I dont know if ‘moral obligation’ is the right word, I am more interested in the showing the ski community and others how great of an experience it can be to give, to help out. As pro skiers, we get to travel across the globe, but rarely do we really get to deeply connect with the places we visit. Through our community service project we not only give back to the places we have the privilege to visit, but we also get to connect with the people of that place on a much deeper level.
6. How do you pick your locations for the FullCircle Project? Is it based more on what part of the world you want to ski or where you think the project can provide the most good?
There is no exact science behind what project we choose. In 2010, we traveled to Chile to help out in the wake of a huge tsunami. I have a friend down in Chile, who’s house was swept into the ocean, he wanted to help in the effort and he helped us get connect to a community service organization. There was skiing only a couple hours away for the epicenter of the quake, so we were able to ski quite close to where we did the volunteer work. In 2011, we traveled to Peru to work on a sustainable agriculture project. However, we skied a couple thousand miles south along the Andes, in Argentina. Right now the unifying thread is the Andes mountain range. Our 2012 project will be in Ecuador, in the Andes.
7. What’s the hardest part about traveling to less developed countries to ski?
Traveling in Peru, Argentina, and Chile (the places we have been so far) has really been quite easy. There are great bus systems in all three of those countries. The hardest part is the quantity of gear we have to travel with. We basically bring all our ski gear, all the camera equipment, and gear for the volunteer project with us. No matter how hard I try to travel light… I always seem to have a ton with me.
8. What are the long term goals of the FullCircle Project?
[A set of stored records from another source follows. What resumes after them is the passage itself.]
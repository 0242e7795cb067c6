use anyhow::{bail, Context, Result};
use rusqlite::{params, Connection};

/// Offset added to schema versions stored in `PRAGMA user_version`, so that a
/// database created by something else (user_version 0) is never mistaken for
/// one of ours.
pub const BASE_DB_VERSION: usize = 77000;

#[macro_export]
macro_rules! sqlite_column {
    ($name:expr, $sql_type:expr $(, $field:ident = $value:expr)*) => {
        {
            #[allow(unused_mut)]
            let mut column = Column {
                name: $name,
                sql_type: $sql_type,
                is_primary_key: false,
                non_null: false,
                default_value: None,
                foreign_key: None,
            };
            $(
                column.$field = $value;
            )*
            column
        }
    };
}

#[derive(Debug, PartialEq, Eq)]
pub enum SqlType {
    Text,
    Integer,
    Real,
}

impl SqlType {
    fn as_sql(&self) -> &'static str {
        match self {
            SqlType::Text => "TEXT",
            SqlType::Integer => "INTEGER",
            SqlType::Real => "REAL",
        }
    }

    fn from_sql(s: &str) -> Option<&'static SqlType> {
        match s {
            "TEXT" => Some(&SqlType::Text),
            "INTEGER" => Some(&SqlType::Integer),
            "REAL" => Some(&SqlType::Real),
            _ => None,
        }
    }
}

#[allow(unused)]
pub enum OnDelete {
    NoAction,
    Restrict,
    Cascade,
}

impl OnDelete {
    fn as_sql(&self) -> &'static str {
        match self {
            OnDelete::NoAction => "NO ACTION",
            OnDelete::Restrict => "RESTRICT",
            OnDelete::Cascade => "CASCADE",
        }
    }
}

pub struct ForeignKey {
    pub foreign_table: &'static str,
    pub foreign_column: &'static str,
    pub on_delete: OnDelete,
}

pub struct Column {
    pub name: &'static str,
    pub sql_type: &'static SqlType,
    pub is_primary_key: bool,
    pub non_null: bool,
    pub default_value: Option<&'static str>,
    pub foreign_key: Option<&'static ForeignKey>,
}

impl Column {
    fn ddl(&self) -> String {
        let mut sql = format!("{} {}", self.name, self.sql_type.as_sql());
        if self.is_primary_key {
            sql.push_str(" PRIMARY KEY");
        }
        if self.non_null {
            sql.push_str(" NOT NULL");
        }
        if let Some(default_value) = self.default_value {
            sql.push_str(&format!(" DEFAULT {}", default_value));
        }
        if let Some(fk) = self.foreign_key {
            sql.push_str(&format!(
                " REFERENCES {}({}) ON DELETE {}",
                fk.foreign_table,
                fk.foreign_column,
                fk.on_delete.as_sql()
            ));
        }
        sql
    }
}

pub struct Table {
    pub name: &'static str,
    pub columns: &'static [Column],
    /// (index name, indexed column list)
    pub indices: &'static [(&'static str, &'static str)],
    pub unique_constraints: &'static [&'static [&'static str]],
}

impl Table {
    pub fn create(&self, conn: &Connection) -> Result<()> {
        let mut parts: Vec<String> = self.columns.iter().map(Column::ddl).collect();
        for unique in self.unique_constraints {
            parts.push(format!("UNIQUE ({})", unique.join(", ")));
        }
        let create_sql = format!("CREATE TABLE {} ({});", self.name, parts.join(", "));
        conn.execute(&create_sql, [])
            .with_context(|| format!("Failed to create table {}", self.name))?;

        for (index_name, columns) in self.indices {
            conn.execute(
                &format!("CREATE INDEX {} ON {}({});", index_name, self.name, columns),
                [],
            )?;
        }
        Ok(())
    }

    fn validate(&self, conn: &Connection) -> Result<()> {
        struct ActualColumn {
            name: String,
            sql_type: String,
            non_null: bool,
            is_primary_key: bool,
        }

        let mut stmt = conn.prepare(&format!("PRAGMA table_info({});", self.name))?;
        let actual: Vec<ActualColumn> = stmt
            .query_map([], |row| {
                Ok(ActualColumn {
                    name: row.get(1)?,
                    sql_type: row.get(2)?,
                    non_null: row.get::<_, i32>(3)? == 1,
                    is_primary_key: row.get::<_, i32>(5)? == 1,
                })
            })?
            .collect::<Result<_, _>>()?;

        if actual.len() != self.columns.len() {
            bail!(
                "Table {} has {} columns, expected {} ({})",
                self.name,
                actual.len(),
                self.columns.len(),
                self.columns
                    .iter()
                    .map(|c| c.name)
                    .collect::<Vec<_>>()
                    .join(", ")
            );
        }

        for (actual, expected) in actual.iter().zip(self.columns.iter()) {
            if actual.name != expected.name {
                bail!(
                    "Table {} column name mismatch: expected {}, got {}",
                    self.name,
                    expected.name,
                    actual.name
                );
            }
            if SqlType::from_sql(&actual.sql_type) != Some(expected.sql_type) {
                bail!(
                    "Table {} column {} type mismatch: expected {:?}, got {}",
                    self.name,
                    expected.name,
                    expected.sql_type,
                    actual.sql_type
                );
            }
            if actual.non_null != expected.non_null
                || actual.is_primary_key != expected.is_primary_key
            {
                bail!(
                    "Table {} column {} constraint mismatch",
                    self.name,
                    expected.name
                );
            }
        }

        for (index_name, _) in self.indices {
            let exists = conn
                .query_row(
                    "SELECT 1 FROM sqlite_master WHERE type = 'index' AND name = ?1 AND tbl_name = ?2",
                    params![index_name, self.name],
                    |_| Ok(()),
                )
                .is_ok();
            if !exists {
                bail!("Table {} is missing index '{}'", self.name, index_name);
            }
        }

        self.validate_unique_constraints(conn)
    }

    fn validate_unique_constraints(&self, conn: &Connection) -> Result<()> {
        if self.unique_constraints.is_empty() {
            return Ok(());
        }

        let mut stmt = conn.prepare(&format!("PRAGMA index_list({})", self.name))?;
        let unique_indices: Vec<String> = stmt
            .query_map([], |row| Ok((row.get::<_, String>(1)?, row.get::<_, i32>(2)?)))?
            .filter_map(|r| r.ok())
            .filter(|(_, unique)| *unique == 1)
            .map(|(name, _)| name)
            .collect();

        let mut actual_sets: Vec<Vec<String>> = Vec::with_capacity(unique_indices.len());
        for index_name in &unique_indices {
            let mut idx_stmt = conn.prepare(&format!("PRAGMA index_info({})", index_name))?;
            let mut cols: Vec<String> = idx_stmt
                .query_map([], |row| row.get::<_, String>(2))?
                .filter_map(|r| r.ok())
                .collect();
            cols.sort();
            actual_sets.push(cols);
        }

        for expected in self.unique_constraints {
            let mut expected_sorted: Vec<&str> = expected.to_vec();
            expected_sorted.sort();
            let found = actual_sets
                .iter()
                .any(|set| set.iter().map(String::as_str).eq(expected_sorted.iter().copied()));
            if !found {
                bail!(
                    "Table {} is missing unique constraint on ({})",
                    self.name,
                    expected.join(", ")
                );
            }
        }
        Ok(())
    }
}

pub struct VersionedSchema {
    pub version: usize,
    pub tables: &'static [Table],
    pub migration: Option<fn(&Connection) -> Result<()>>,
}

impl VersionedSchema {
    pub fn create(&self, conn: &Connection) -> Result<()> {
        conn.execute("PRAGMA foreign_keys = ON;", [])?;
        for table in self.tables {
            table.create(conn)?;
        }
        conn.pragma_update(None, "user_version", BASE_DB_VERSION + self.version)?;
        Ok(())
    }

    pub fn validate(&self, conn: &Connection) -> Result<()> {
        for table in self.tables {
            table.validate(conn)?;
        }
        Ok(())
    }
}

/// Bring `conn` to the last schema in `schemas`, creating it from scratch on
/// an empty database. Returns the resulting schema version.
pub fn create_or_migrate(conn: &mut Connection, schemas: &[VersionedSchema]) -> Result<usize> {
    let latest = schemas.last().context("No schema versions defined")?;

    let table_count: i64 = conn.query_row(
        "SELECT COUNT(*) FROM sqlite_master WHERE type = 'table' AND name NOT LIKE 'sqlite_%'",
        [],
        |r| r.get(0),
    )?;
    if table_count == 0 {
        latest.create(conn)?;
        return Ok(latest.version);
    }

    let user_version: i64 = conn.query_row("PRAGMA user_version", [], |r| r.get(0))?;
    let current = user_version - BASE_DB_VERSION as i64;
    if current < 0 {
        bail!(
            "Database user_version {} predates base version {}",
            user_version,
            BASE_DB_VERSION
        );
    }
    let current = current as usize;
    if current > latest.version {
        bail!("Database version {} is too new", current);
    }

    schemas
        .get(current)
        .context("Unknown database version")?
        .validate(conn)?;

    if current == latest.version {
        return Ok(current);
    }

    let tx = conn.transaction()?;
    let mut reached = current;
    for schema in schemas.iter().skip(current + 1) {
        if let Some(migration) = schema.migration {
            tracing::info!("Migrating db from version {} to {}", reached, schema.version);
            migration(&tx)?;
        }
        reached = schema.version;
    }
    tx.pragma_update(None, "user_version", BASE_DB_VERSION + reached)?;
    tx.commit()?;
    Ok(reached)
}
We are in the process of becoming a 501(c)(3) non-profit organization. This will help us in our eligibility for grants and also encourage more donation support (note: all the money donated to The FullCircle Project goes toward the volunteer project, not the skiing portion of the trip). We hope that with official non-profit status, we will be able to fund and work on larger projects.
We are going to continue with one project each summer. This year we are heading to Ecuador to plant a farm in an area that was damaged by a volcano eruption. The ash from the volcano forced evacuations and ruined most of the farms, which are quite important in this poor farming community. The farm is about one hectare (100m by 100m) and we will fund and help plant crops for the people of the community, for the livestock, and some food to sell at market. We may be able to ski the Volcano that erupted in Ecuador, and we are going to head south along the Andes to ski after the completion of the farm planting project.
9. What was your favorite moment in you professional career so far?
Yesterday, heading home into the sunset on my sled after an amazing day of skiing.
10. What athletes or people have most influenced your skiing?
It is really just the people I am around. I try to be the best skier and person I can be because of my friends and family.